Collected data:
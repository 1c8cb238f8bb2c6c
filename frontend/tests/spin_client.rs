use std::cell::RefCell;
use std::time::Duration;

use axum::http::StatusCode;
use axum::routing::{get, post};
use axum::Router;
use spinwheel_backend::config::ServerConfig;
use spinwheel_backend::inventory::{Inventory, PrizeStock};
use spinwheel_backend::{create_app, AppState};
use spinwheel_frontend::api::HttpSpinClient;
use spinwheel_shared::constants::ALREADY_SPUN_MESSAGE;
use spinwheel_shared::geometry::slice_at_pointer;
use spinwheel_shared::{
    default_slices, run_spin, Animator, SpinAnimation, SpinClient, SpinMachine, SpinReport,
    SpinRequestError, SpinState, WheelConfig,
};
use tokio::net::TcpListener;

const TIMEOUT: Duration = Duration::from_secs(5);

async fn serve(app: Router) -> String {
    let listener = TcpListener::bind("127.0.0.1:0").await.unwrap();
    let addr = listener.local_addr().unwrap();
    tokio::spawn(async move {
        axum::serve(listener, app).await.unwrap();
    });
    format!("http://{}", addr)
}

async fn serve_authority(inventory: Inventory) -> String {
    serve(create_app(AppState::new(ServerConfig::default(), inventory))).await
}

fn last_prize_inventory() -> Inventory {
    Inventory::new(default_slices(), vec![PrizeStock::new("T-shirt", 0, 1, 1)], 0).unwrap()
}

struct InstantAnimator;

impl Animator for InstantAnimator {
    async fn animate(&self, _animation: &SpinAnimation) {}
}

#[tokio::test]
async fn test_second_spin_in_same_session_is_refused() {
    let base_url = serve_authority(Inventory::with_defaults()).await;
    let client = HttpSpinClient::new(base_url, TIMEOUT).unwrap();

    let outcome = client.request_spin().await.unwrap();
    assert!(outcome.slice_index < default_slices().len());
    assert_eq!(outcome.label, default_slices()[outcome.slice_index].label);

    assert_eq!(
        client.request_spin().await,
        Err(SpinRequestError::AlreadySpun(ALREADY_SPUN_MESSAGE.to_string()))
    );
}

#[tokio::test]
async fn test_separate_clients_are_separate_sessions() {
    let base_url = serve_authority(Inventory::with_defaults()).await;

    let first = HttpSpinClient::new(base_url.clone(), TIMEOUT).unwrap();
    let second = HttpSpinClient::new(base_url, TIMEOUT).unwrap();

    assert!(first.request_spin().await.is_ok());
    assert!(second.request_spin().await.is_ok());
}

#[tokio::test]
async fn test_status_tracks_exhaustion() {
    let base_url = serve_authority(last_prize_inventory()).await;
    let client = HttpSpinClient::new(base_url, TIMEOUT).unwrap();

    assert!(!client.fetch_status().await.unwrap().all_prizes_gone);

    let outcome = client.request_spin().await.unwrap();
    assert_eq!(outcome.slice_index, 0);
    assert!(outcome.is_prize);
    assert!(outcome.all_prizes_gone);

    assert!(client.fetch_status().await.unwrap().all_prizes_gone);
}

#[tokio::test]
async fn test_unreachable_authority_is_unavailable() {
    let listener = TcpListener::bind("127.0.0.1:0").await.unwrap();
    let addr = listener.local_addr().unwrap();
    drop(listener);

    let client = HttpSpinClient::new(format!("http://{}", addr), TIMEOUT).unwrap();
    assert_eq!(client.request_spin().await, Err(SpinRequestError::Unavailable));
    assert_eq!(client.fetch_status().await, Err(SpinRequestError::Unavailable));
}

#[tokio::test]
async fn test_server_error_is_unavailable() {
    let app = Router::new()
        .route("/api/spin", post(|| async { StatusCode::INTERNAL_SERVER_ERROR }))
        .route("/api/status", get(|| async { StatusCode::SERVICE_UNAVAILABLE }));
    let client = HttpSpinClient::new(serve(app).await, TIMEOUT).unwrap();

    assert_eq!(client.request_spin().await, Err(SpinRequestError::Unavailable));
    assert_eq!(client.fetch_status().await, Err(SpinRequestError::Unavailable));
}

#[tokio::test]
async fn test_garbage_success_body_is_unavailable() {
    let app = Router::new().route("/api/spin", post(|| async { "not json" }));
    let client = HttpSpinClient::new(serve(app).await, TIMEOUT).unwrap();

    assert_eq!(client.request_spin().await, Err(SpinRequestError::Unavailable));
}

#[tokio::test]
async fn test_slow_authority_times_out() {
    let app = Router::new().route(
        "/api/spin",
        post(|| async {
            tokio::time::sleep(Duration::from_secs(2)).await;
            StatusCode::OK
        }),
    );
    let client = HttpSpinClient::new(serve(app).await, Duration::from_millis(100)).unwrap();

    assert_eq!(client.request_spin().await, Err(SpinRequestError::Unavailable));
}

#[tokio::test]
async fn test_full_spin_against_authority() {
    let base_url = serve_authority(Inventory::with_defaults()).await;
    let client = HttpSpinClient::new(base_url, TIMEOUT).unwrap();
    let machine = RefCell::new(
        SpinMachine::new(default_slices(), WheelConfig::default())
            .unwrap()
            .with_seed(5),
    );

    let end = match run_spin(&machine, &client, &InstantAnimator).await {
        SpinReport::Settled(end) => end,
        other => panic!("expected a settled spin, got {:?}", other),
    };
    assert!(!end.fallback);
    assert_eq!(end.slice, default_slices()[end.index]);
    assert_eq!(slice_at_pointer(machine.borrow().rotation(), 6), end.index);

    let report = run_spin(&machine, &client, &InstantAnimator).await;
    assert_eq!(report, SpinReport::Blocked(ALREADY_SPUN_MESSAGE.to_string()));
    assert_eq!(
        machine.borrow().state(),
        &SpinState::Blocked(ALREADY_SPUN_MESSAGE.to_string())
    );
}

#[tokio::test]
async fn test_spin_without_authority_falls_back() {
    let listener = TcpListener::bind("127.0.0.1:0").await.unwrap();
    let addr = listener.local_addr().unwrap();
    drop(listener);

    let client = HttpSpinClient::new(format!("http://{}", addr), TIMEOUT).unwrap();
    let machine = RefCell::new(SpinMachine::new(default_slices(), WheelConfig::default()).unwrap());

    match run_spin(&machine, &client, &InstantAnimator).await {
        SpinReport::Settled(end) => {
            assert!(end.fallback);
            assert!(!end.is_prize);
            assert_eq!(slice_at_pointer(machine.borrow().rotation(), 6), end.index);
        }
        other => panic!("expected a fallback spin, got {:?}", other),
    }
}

* * *

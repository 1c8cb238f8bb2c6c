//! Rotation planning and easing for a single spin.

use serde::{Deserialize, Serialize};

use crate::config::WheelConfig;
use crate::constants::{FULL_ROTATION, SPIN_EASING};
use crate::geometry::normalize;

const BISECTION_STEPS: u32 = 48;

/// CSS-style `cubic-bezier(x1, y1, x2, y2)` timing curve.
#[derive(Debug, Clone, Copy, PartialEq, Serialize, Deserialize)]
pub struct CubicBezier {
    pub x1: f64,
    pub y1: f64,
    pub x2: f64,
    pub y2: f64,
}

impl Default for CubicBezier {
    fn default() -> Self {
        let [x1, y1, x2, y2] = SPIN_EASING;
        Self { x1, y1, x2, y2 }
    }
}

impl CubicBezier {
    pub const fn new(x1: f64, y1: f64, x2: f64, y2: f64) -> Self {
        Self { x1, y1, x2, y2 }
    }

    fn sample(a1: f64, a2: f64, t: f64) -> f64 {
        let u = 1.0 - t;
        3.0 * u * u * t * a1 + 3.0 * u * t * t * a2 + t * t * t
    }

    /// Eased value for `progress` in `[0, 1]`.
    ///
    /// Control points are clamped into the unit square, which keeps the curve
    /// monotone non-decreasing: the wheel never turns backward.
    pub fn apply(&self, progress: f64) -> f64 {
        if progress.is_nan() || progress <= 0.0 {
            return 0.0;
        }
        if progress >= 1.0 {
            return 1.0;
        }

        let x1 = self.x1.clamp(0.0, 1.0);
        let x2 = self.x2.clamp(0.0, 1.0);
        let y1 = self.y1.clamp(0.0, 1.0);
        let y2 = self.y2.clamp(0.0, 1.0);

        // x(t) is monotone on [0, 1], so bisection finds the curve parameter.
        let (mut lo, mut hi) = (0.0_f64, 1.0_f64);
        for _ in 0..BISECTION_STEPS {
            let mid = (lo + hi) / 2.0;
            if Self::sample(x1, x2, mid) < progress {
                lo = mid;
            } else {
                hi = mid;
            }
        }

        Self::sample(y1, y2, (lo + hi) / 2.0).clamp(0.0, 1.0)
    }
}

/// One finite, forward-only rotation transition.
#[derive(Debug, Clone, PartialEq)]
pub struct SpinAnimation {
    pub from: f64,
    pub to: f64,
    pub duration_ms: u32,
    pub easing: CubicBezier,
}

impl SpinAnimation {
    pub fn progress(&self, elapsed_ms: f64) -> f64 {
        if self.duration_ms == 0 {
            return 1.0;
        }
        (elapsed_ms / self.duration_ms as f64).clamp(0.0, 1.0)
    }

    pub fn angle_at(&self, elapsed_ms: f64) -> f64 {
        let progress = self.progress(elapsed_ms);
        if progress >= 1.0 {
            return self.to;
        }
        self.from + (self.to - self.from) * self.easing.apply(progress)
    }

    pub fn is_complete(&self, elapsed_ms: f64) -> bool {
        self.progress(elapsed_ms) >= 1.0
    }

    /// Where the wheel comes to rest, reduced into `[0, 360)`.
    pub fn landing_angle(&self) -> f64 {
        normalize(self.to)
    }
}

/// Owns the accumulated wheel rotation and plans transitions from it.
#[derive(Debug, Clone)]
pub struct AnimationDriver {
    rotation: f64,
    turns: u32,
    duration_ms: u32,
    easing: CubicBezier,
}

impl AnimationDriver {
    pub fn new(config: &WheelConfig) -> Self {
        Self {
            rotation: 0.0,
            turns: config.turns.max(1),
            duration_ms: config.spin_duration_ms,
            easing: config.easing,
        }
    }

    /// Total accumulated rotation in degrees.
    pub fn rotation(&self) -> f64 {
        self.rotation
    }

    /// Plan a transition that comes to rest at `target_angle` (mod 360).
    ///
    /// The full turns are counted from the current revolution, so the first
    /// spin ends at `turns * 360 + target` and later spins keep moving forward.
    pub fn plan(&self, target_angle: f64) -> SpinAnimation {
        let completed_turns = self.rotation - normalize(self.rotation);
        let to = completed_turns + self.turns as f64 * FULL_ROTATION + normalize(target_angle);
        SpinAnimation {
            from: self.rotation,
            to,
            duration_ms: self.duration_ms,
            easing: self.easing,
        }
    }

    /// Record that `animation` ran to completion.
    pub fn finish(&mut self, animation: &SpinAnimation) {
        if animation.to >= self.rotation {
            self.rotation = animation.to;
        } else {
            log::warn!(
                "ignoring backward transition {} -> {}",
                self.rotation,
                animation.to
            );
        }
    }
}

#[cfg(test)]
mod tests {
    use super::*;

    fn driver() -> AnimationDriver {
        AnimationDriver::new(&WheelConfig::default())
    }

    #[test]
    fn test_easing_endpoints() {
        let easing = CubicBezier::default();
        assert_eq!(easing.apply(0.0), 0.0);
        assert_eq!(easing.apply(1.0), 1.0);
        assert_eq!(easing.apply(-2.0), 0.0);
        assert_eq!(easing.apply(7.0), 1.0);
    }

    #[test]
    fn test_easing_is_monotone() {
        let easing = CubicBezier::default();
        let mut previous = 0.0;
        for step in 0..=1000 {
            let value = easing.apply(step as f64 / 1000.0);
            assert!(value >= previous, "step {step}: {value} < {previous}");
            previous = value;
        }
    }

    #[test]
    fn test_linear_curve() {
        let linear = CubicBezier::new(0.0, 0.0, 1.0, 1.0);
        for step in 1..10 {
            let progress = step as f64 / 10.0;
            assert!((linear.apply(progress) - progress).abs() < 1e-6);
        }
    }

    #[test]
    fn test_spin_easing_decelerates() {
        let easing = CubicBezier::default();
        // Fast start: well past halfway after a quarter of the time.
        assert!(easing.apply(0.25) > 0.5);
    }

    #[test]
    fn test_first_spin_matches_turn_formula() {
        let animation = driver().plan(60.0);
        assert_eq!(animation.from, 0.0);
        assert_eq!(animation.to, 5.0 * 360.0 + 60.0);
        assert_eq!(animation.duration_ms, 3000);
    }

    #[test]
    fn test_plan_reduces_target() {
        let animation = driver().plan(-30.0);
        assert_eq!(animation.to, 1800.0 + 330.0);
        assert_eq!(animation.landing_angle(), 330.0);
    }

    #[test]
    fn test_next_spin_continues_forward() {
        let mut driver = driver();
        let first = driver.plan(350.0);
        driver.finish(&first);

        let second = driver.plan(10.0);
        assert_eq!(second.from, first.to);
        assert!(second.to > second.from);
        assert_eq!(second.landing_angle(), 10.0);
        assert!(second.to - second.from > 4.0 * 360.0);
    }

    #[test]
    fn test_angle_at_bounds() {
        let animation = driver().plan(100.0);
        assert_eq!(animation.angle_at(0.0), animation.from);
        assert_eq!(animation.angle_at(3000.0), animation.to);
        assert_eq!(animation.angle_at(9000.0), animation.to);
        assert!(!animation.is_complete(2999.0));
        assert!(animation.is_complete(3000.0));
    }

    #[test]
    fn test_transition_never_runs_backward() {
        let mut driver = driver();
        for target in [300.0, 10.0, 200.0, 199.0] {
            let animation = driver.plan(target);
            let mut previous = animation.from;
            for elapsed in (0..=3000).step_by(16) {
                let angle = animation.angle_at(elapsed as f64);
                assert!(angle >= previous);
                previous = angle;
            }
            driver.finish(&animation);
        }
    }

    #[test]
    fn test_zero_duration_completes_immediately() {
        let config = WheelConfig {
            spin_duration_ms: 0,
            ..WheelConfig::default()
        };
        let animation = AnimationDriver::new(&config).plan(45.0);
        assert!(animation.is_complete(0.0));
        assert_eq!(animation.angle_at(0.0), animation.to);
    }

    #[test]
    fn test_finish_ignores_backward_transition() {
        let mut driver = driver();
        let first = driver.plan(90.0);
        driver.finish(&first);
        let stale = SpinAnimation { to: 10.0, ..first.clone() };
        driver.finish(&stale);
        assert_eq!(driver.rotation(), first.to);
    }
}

ABOUT THIS EXERCISE: Only the lines above starting at the one containing "pub fn apply(&self, progress: f64)" and ending at the one containing "for _ in 0..BISECTION_STEPS", both included, are to be returned, exactly as they read.

ANSWER TO THE EXERCISE:
    pub fn apply(&self, progress: f64) -> f64 {
        if progress.is_nan() || progress <= 0.0 {
            return 0.0;
        }
        if progress >= 1.0 {
            return 1.0;
        }

        let x1 = self.x1.clamp(0.0, 1.0);
        let x2 = self.x2.clamp(0.0, 1.0);
        let y1 = self.y1.clamp(0.0, 1.0);
        let y2 = self.y2.clamp(0.0, 1.0);

        // x(t) is monotone on [0, 1], so bisection finds the curve parameter.
        let (mut lo, mut hi) = (0.0_f64, 1.0_f64);
        for _ in 0..BISECTION_STEPS {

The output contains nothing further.